Facile identification and quantitation of protein phosphorylation via beta-elimination and Michael addition with natural abundance and stable isotope labeled thiocholine.

Herein, we employ the unique chemical properties of the quaternary amine present in thiocholine (2-mercapto-N,N,N-trimethyl-ethanaminium) in conjunction with alkaline beta-elimination and Michael addition (BEMA) reactions for the specific detection, identification, and quantitation of phosphorylated serine/threonine containing peptides. Through replacement of the phosphate with thiocholine, the negative charge on the phosphopeptide is switched to a quaternary amine containing a permanent positive charge. This strategy resulted in a 100-fold increase in ionization sensitivity during ESI (sub-500 amol/microL detection limit) accompanied by a markedly enhanced production of informative peptidic fragment ions during CID that dramatically increase sequence coverage. Moreover, the definitive localization of phosphorylated residues is greatly facilitated through the generation of diagnostic triads of fragmentation ions resulting from peptide bond cleavage and further neutral loss of either trimethylamine (-59 Da) or thiocholine thiolate (-119 Da) during collision induced dissociation (CID) in tandem mass spectrometry (MS(2) and MS(3)).

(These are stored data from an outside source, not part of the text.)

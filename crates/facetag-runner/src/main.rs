//! Facetag binary: replay a landmark recording and select content.

use anyhow::Context;
use tokio::sync::watch;
use tracing::{error, info};
use tracing_subscriber::{fmt, prelude::*, EnvFilter};

use facetag_runner::metrics::init_metrics;
use facetag_runner::{run_session, Observation, RunnerConfig};

fn main() {
    // Load environment variables
    dotenvy::dotenv().ok();

    // Initialize tracing with colored output for dev, JSON for production
    let use_json = std::env::var("LOG_FORMAT")
        .map(|v| v.to_lowercase() == "json")
        .unwrap_or(false);

    let env_filter =
        EnvFilter::try_from_default_env().unwrap_or_else(|_| EnvFilter::new("facetag=info"));

    if use_json {
        tracing_subscriber::registry()
            .with(fmt::layer().json())
            .with(env_filter)
            .init();
    } else {
        tracing_subscriber::registry()
            .with(
                fmt::layer()
                    .with_ansi(true)
                    .with_target(true)
                    .with_thread_ids(false)
                    .with_file(false)
                    .with_line_number(false),
            )
            .with(env_filter)
            .init();
    }

    info!("Starting facetag");

    let config = RunnerConfig::from_env();
    info!("Runner config: {:?}", config);

    // One frame at a time; no worker threads needed.
    let runtime = match tokio::runtime::Builder::new_current_thread()
        .enable_all()
        .build()
    {
        Ok(rt) => rt,
        Err(e) => {
            error!("Failed to build runtime: {}", e);
            std::process::exit(1);
        }
    };

    if let Err(e) = runtime.block_on(run(config)) {
        error!("{:#}", e);
        std::process::exit(1);
    }

    info!("Facetag shutdown complete");
}

async fn run(config: RunnerConfig) -> anyhow::Result<()> {
    let metrics = if config.metrics_enabled {
        Some(init_metrics()?)
    } else {
        None
    };

    let (observations, latest) = watch::channel(Observation::starting());
    let shutdown = async {
        tokio::signal::ctrl_c().await.ok();
        info!("Received shutdown signal");
    };

    let summary = run_session(&config, observations, shutdown)
        .await
        .context("Session failed")?;

    info!(
        frames_processed = summary.frames_processed,
        frames_skipped = summary.frames_skipped,
        content_switches = summary.content_switches,
        tags = %summary.final_tags,
        "Session summary"
    );
    if let Some(content) = &latest.borrow().content {
        info!("Final content: {} ({})", content.display_label(), content.resource_ref);
    }

    if let Some(handle) = metrics {
        info!("Metrics snapshot:\n{}", handle.render());
    }

    Ok(())
}
//! Landmark processing for facetag.
//!
//! This crate turns per-frame face and hand landmarks into a stabilized set
//! of descriptive tags:
//! - geometric feature extraction ([`features`])
//! - face state thresholds ([`face_state`])
//! - the hand gesture cascade ([`hand_gesture`])
//! - tag aggregation ([`tags`]) and temporal stabilization ([`stabilizer`])
//!
//! [`pipeline::process_frame`] chains them for one frame. Frame delivery and
//! pose inference sit behind the traits in [`source`].

pub mod error;
pub mod face_state;
pub mod features;
pub mod hand_gesture;
pub mod pipeline;
pub mod source;
pub mod stabilizer;
pub mod synthetic;
pub mod tags;


pub use error::{VisionError, VisionResult};
pub use face_state::classify_face;
pub use features::{extract_face_features, hand_scale, joint_angle, Finger, HandGeometry};
pub use hand_gesture::{classify_hands, GestureRule, GESTURE_CASCADE, MAX_HANDS};
pub use pipeline::{process_frame, FrameOutcome, FramePipeline, FrameSnapshot};
pub use source::{capture_snapshot, CapturedFrame, FrameDriver, PoseSource};
pub use stabilizer::{StabilizerConfig, StabilizerState};
pub use tags::aggregate_tags;
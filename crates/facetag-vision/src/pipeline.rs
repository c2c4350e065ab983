//! Per-frame processing: landmarks in, stabilized tags out.

use std::time::Duration;

use facetag_models::{
    ActiveTagSet, FaceFeatures, FaceLandmarks, FaceState, HandGestureResult, HandLandmarks,
};
use serde::Serialize;

use crate::face_state::classify_face;
use crate::features::extract_face_features;
use crate::hand_gesture::classify_hands;
use crate::stabilizer::{StabilizerConfig, StabilizerState};
use crate::tags::aggregate_tags;

/// Landmarks captured for one frame.
#[derive(Debug, Clone)]
pub struct FrameSnapshot {
    /// Time since session start
    pub timestamp: Duration,
    pub face: Option<FaceLandmarks>,
    pub hands: Vec<HandLandmarks>,
}

impl FrameSnapshot {
    pub fn new(timestamp: Duration, face: Option<FaceLandmarks>, hands: Vec<HandLandmarks>) -> Self {
        Self {
            timestamp,
            face,
            hands,
        }
    }
}

/// Everything derived from a processed frame.
#[derive(Debug, Clone, PartialEq, Serialize)]
pub struct FrameOutcome {
    pub timestamp: Duration,
    pub features: FaceFeatures,
    pub face_state: FaceState,
    pub hands: HandGestureResult,
    /// Tags for this frame before debouncing
    pub raw_tags: ActiveTagSet,
    pub stable_tags: ActiveTagSet,
    /// The stable set moved on this frame
    pub stable_changed: bool,
}

/// Process one frame against the previous stabilizer state.
///
/// A frame without a face yields no outcome and returns the state unchanged.
pub fn process_frame(
    snapshot: &FrameSnapshot,
    mut state: StabilizerState,
    config: &StabilizerConfig,
) -> (Option<FrameOutcome>, StabilizerState) {
    let Some(face) = snapshot.face.as_ref() else {
        return (None, state);
    };
    let now = snapshot.timestamp;

    let features = extract_face_features(face);
    let face_state = classify_face(&features);
    let hands = classify_hands(&snapshot.hands, Some(face));

    let eyes_closed_held = state.observe_eyes(face_state.eyes, now, config);
    let raw_tags = aggregate_tags(&face_state, &hands, eyes_closed_held);
    let stable_changed = state.observe_tags(&raw_tags, now, config);

    let outcome = FrameOutcome {
        timestamp: now,
        features,
        face_state,
        hands,
        raw_tags,
        stable_tags: state.stable_tags.clone(),
        stable_changed,
    };
    (Some(outcome), state)
}

/// Owns stabilizer state across frames.
#[derive(Debug, Clone, Default)]
pub struct FramePipeline {
    config: StabilizerConfig,
    state: StabilizerState,
}

impl FramePipeline {
    pub fn new(config: StabilizerConfig) -> Self {
        Self {
            config,
            state: StabilizerState::new(),
        }
    }

    pub fn config(&self) -> &StabilizerConfig {
        &self.config
    }

    pub fn state(&self) -> &StabilizerState {
        &self.state
    }

    pub fn process(&mut self, snapshot: &FrameSnapshot) -> Option<FrameOutcome> {
        let state = std::mem::take(&mut self.state);
        let (outcome, state) = process_frame(snapshot, state, &self.config);
        self.state = state;
        outcome
    }
}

Synthesis of stable isotope labeled thiocholine enabled the quantitation of protein phosphorylation with high precision by ratiometric comparisons using heavy and light thiocholine. Collectively, this study demonstrates a sensitive and efficient strategy for mapping of phosphopeptides by BEMA using thiocholine through the production of a diagnostic repertoire of unique fragment ions during liquid chromatography-tandem mass spectrometry (LC-MS(2)/MS(3)) analyses, facilitating phosphosite identification and quantitative phosphoproteomics.